Forecasters say a powerful Pacific storm will reach the San Francisco Bay Area on Sunday night and move to the already soggy Central Valley.

San Joaquin County Office of Emergency Services spokesman Tim Daly said Sunday afternoon the San Joaquin River at a measuring station near Vernalis remains at “danger stage,” meaning it keeps approaching the top of levies.

Daly says residents of low-lying areas have been told to be ready to evacuate, especially those in San Joaquin River Club, a private neighborhood of 800 homes by the river.

Resident Paula Martin says the community has organized itself, and residents have been patrolling levies for signs of danger.

Meanwhile, around San Antonio, Texas, a severe storm system spawned a possible tornado that caused minor injuries and damaged as many as 150 or more homes.

 


2.20.17:  Strong storms cause minor injuries, damage in San Antonio

 

 

 

SAN ANTONIO (AP) — A severe storm system spawned a possible tornado that has caused minor injuries and damaged more than 150 homes in the San Antonia area.

National Weather Service meteorologist Yvette Benavides says they’ve received reports that a possible tornado touched down in different parts of San Antonio, damaging more than 150 homes, late Sunday night and early Monday.

San Antonio Fire Department public information officer Joe Arrington tells San Antonio station KABB-TV that many structures were damaged but only minor injuries have been reported so far.

 


2.20.17:  Drugs vanish at some VA hospitals

 

 

 

WASHINGTON (AP) — Federal authorities are stepping up investigations at Department of Veterans Affairs hospitals due to a sharp increase in opioid theft, missing prescriptions or unauthorized drug use by VA employees since 2009.

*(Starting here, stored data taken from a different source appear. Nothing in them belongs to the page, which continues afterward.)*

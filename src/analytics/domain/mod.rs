//! Domain model for reviewer analytics.
//!
//! Analytics values are derived from reviewed tasks: rolling metrics over a
//! calendar window, monthly snapshots, keyword-classified rejection reasons,
//! and threshold achievements. None of them feed back into the workflow.

mod achievement;
mod error;
mod metrics;
mod rejection;
mod report;
mod trend;
mod window;

pub use achievement::{
    Achievement, AchievementEvidence, AchievementThresholds, AchievementType,
};
pub use error::AnalyticsDomainError;
pub use metrics::{
    CategoryReview, QualityLabel, QualityThresholds, REVIEWED_STATUSES, ReviewMetrics,
    ReviewStats, WeeklyBreakdown, percentage,
};
pub use rejection::{RejectionLabel, RejectionReason, RejectionReasonSummary};
pub use report::{PerformanceReport, ReportSection};
pub use trend::MonthlyTrend;
pub use window::{ReportPeriod, TimeWindow, YearMonth};
//! Adapter implementations for the task workflow ports.
//!
//! Durable storage, caching and identity live outside this crate. The
//! in-memory adapters in [`memory`] implement every port faithfully enough to
//! drive the services in tests and embedded deployments.

pub mod memory;
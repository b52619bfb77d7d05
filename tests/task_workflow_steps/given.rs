//! Given steps for task workflow BDD scenarios.

use super::world::{WorkflowWorld, run_async};
use eyre::WrapErr;
use qcflow::task::{
    domain::{ClientId, TaskCategory},
    ports::ClientProfile,
    services::{CreateTaskRequest, TransitionTaskRequest},
};
use rstest_bdd_macros::given;

fn register_client(world: &mut WorkflowWorld, requires_review: bool) -> Result<(), eyre::Report> {
    let client_id = ClientId::new();
    world
        .clients
        .insert(ClientProfile::new(client_id, requires_review))
        .wrap_err("register scenario client")?;
    world.client_id = Some(client_id);
    Ok(())
}

#[given("a client that requires its own review")]
fn client_requires_review(world: &mut WorkflowWorld) -> Result<(), eyre::Report> {
    register_client(world, true)
}

#[given("a client that does not require review")]
fn client_without_review(world: &mut WorkflowWorld) -> Result<(), eyre::Report> {
    register_client(world, false)
}

#[given("a task for that client assigned to a reviewer")]
fn task_for_client(world: &mut WorkflowWorld) -> Result<(), eyre::Report> {
    let client_id = world
        .client_id
        .ok_or_else(|| eyre::eyre!("missing client in scenario world"))?;
    let request = CreateTaskRequest::new("Brand refresh teaser", client_id, TaskCategory::Video)
        .with_editor(world.editor.user_id)
        .with_reviewer(world.reviewer.user_id);
    let created = run_async(world.service.create_task(world.manager, request))
        .wrap_err("create task for workflow scenario")?;
    world.original = Some(created.clone());
    world.current = Some(created);
    Ok(())
}

#[given(r#"the {role} has moved the task to "{status}""#)]
fn task_has_been_moved(
    world: &mut WorkflowWorld,
    role: String,
    status: String,
) -> Result<(), eyre::Report> {
    let actor = world.actor(&role)?;
    let task = world.task()?;
    let request = TransitionTaskRequest::new(task.id(), task.version(), status);
    let moved = run_async(world.service.apply_transition(actor, request))
        .wrap_err("transition task in scenario setup")?;
    world.current = Some(moved);
    Ok(())
}
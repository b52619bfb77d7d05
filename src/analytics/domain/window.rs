//! Calendar windows that scope analytics aggregations.
//!
//! All windows are aligned in UTC: weeks start on Monday, months on the
//! first, years on 1 January. Bounds are inclusive at both ends.

use super::AnalyticsDomainError;
use chrono::{DateTime, Datelike, Days, Duration, NaiveDate, TimeZone, Utc};
use serde::{Deserialize, Serialize};
use std::fmt;

/// Aggregation period requested by a report caller.
#[derive(Debug, Clone, Copy, PartialEq, Eq, Hash, Serialize, Deserialize)]
#[serde(rename_all = "snake_case")]
pub enum ReportPeriod {
    /// The current calendar week.
    Week,
    /// The current calendar month.
    Month,
    /// The current calendar year.
    Year,
}

impl ReportPeriod {
    /// Returns the canonical representation.
    #[must_use]
    pub const fn as_str(self) -> &'static str {
        match self {
            Self::Week => "week",
            Self::Month => "month",
            Self::Year => "year",
        }
    }

    /// Returns the window from the start of the period containing `now`
    /// up to `now`.
    #[must_use]
    pub fn window_ending(self, now: DateTime<Utc>) -> TimeWindow {
        let today = now.date_naive();
        let start_date = match self {
            Self::Week => today
                .checked_sub_days(Days::new(u64::from(
                    today.weekday().num_days_from_monday(),
                )))
                .unwrap_or(today),
            Self::Month => today.with_day(1).unwrap_or(today),
            Self::Year => today.with_ordinal(1).unwrap_or(today),
        };
        TimeWindow::new(start_of_day(start_date), now)
    }
}

impl fmt::Display for ReportPeriod {
    fn fmt(&self, f: &mut fmt::Formatter<'_>) -> fmt::Result {
        f.write_str(self.as_str())
    }
}

impl TryFrom<&str> for ReportPeriod {
    type Error = AnalyticsDomainError;

    fn try_from(value: &str) -> Result<Self, Self::Error> {
        match value.trim().to_ascii_lowercase().as_str() {
            "week" => Ok(Self::Week),
            "month" => Ok(Self::Month),
            "year" => Ok(Self::Year),
            _ => Err(AnalyticsDomainError::UnknownPeriod(value.to_owned())),
        }
    }
}

/// Inclusive time range.
#[derive(Debug, Clone, Copy, PartialEq, Eq, Serialize, Deserialize)]
#[serde(rename_all = "camelCase")]
pub struct TimeWindow {
    /// First instant inside the window.
    pub start: DateTime<Utc>,
    /// Last instant inside the window.
    pub end: DateTime<Utc>,
}

impl TimeWindow {
    /// Creates a window.
    #[must_use]
    pub const fn new(start: DateTime<Utc>, end: DateTime<Utc>) -> Self {
        Self { start, end }
    }

    /// Returns `true` when `instant` lies inside the window.
    #[must_use]
    pub fn contains(&self, instant: DateTime<Utc>) -> bool {
        self.start <= instant && instant <= self.end
    }
}

/// A calendar month.
///
/// Deserialization goes through [`YearMonth::new`], so an out-of-range
/// month is rejected.
#[derive(Debug, Clone, Copy, PartialEq, Eq, Hash, PartialOrd, Ord, Serialize, Deserialize)]
#[serde(try_from = "RawYearMonth")]
pub struct YearMonth {
    year: i32,
    month: u32,
}

#[derive(Deserialize)]
struct RawYearMonth {
    year: i32,
    month: u32,
}

impl TryFrom<RawYearMonth> for YearMonth {
    type Error = AnalyticsDomainError;

    fn try_from(raw: RawYearMonth) -> Result<Self, Self::Error> {
        Self::new(raw.year, raw.month)
    }
}

impl YearMonth {
    /// Creates a validated calendar month.
    ///
    /// # Errors
    ///
    /// Returns [`AnalyticsDomainError::InvalidMonth`] when `month` is outside
    /// `1..=12` or the year is out of calendar range.
    pub fn new(year: i32, month: u32) -> Result<Self, AnalyticsDomainError> {
        if NaiveDate::from_ymd_opt(year, month, 1).is_none() {
            return Err(AnalyticsDomainError::InvalidMonth { year, month });
        }
        Ok(Self { year, month })
    }

    /// Returns the month containing `instant`.
    #[must_use]
    pub fn containing(instant: DateTime<Utc>) -> Self {
        Self {
            year: instant.year(),
            month: instant.month(),
        }
    }

    /// Returns the year.
    #[must_use]
    pub const fn year(self) -> i32 {
        self.year
    }

    /// Returns the month number, `1..=12`.
    #[must_use]
    pub const fn month(self) -> u32 {
        self.month
    }

    /// Returns the preceding month.
    #[must_use]
    pub const fn previous(self) -> Self {
        if self.month == 1 {
            Self {
                year: self.year.saturating_sub(1),
                month: 12,
            }
        } else {
            Self {
                year: self.year,
                month: self.month - 1,
            }
        }
    }

    /// Returns the following month.
    #[must_use]
    pub const fn next(self) -> Self {
        if self.month == 12 {
            Self {
                year: self.year.saturating_add(1),
                month: 1,
            }
        } else {
            Self {
                year: self.year,
                month: self.month + 1,
            }
        }
    }

    /// Returns the first instant of the month.
    #[must_use]
    pub fn first_instant(self) -> DateTime<Utc> {
        NaiveDate::from_ymd_opt(self.year, self.month, 1)
            .map_or(DateTime::<Utc>::MIN_UTC, start_of_day)
    }

    /// Returns the whole month as a window.
    #[must_use]
    pub fn window(self) -> TimeWindow {
        let end = self.next().first_instant() - Duration::nanoseconds(1);
        TimeWindow::new(self.first_instant(), end)
    }

    /// Returns `true` when the month has not ended at `now`.
    #[must_use]
    pub fn is_open_at(self, now: DateTime<Utc>) -> bool {
        self >= Self::containing(now)
    }

    /// Returns the `count` months ending with this one, oldest first.
    #[must_use]
    pub fn trailing(self, count: usize) -> Vec<Self> {
        let mut months: Vec<Self> =
            std::iter::successors(Some(self), |month| Some(month.previous()))
                .take(count)
                .collect();
        months.reverse();
        months
    }
}

impl fmt::Display for YearMonth {
    fn fmt(&self, f: &mut fmt::Formatter<'_>) -> fmt::Result {
        write!(f, "{:04}-{:02}", self.year, self.month)
    }
}

fn start_of_day(date: NaiveDate) -> DateTime<Utc> {
    Utc.from_utc_datetime(&date.and_time(chrono::NaiveTime::MIN))
}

That’s according to government data obtained by The Associated Press.

Doctors, nurses or pharmacy staff at federal hospitals siphoned away controlled substances for their own use or street sales, or drugs intended for patients disappeared.

Aggravating the problem is that some VA hospitals have been lax in tracking drug supplies. Congressional auditors said spot checks found four VA hospitals skipped monthly inspections of drug stocks or missed other requirements. Investigators said that signals problems for VA’s entire network.

Both the inspector general’s office and the Drug Enforcement Administration say they have increased scrutiny of drug thefts from the VA.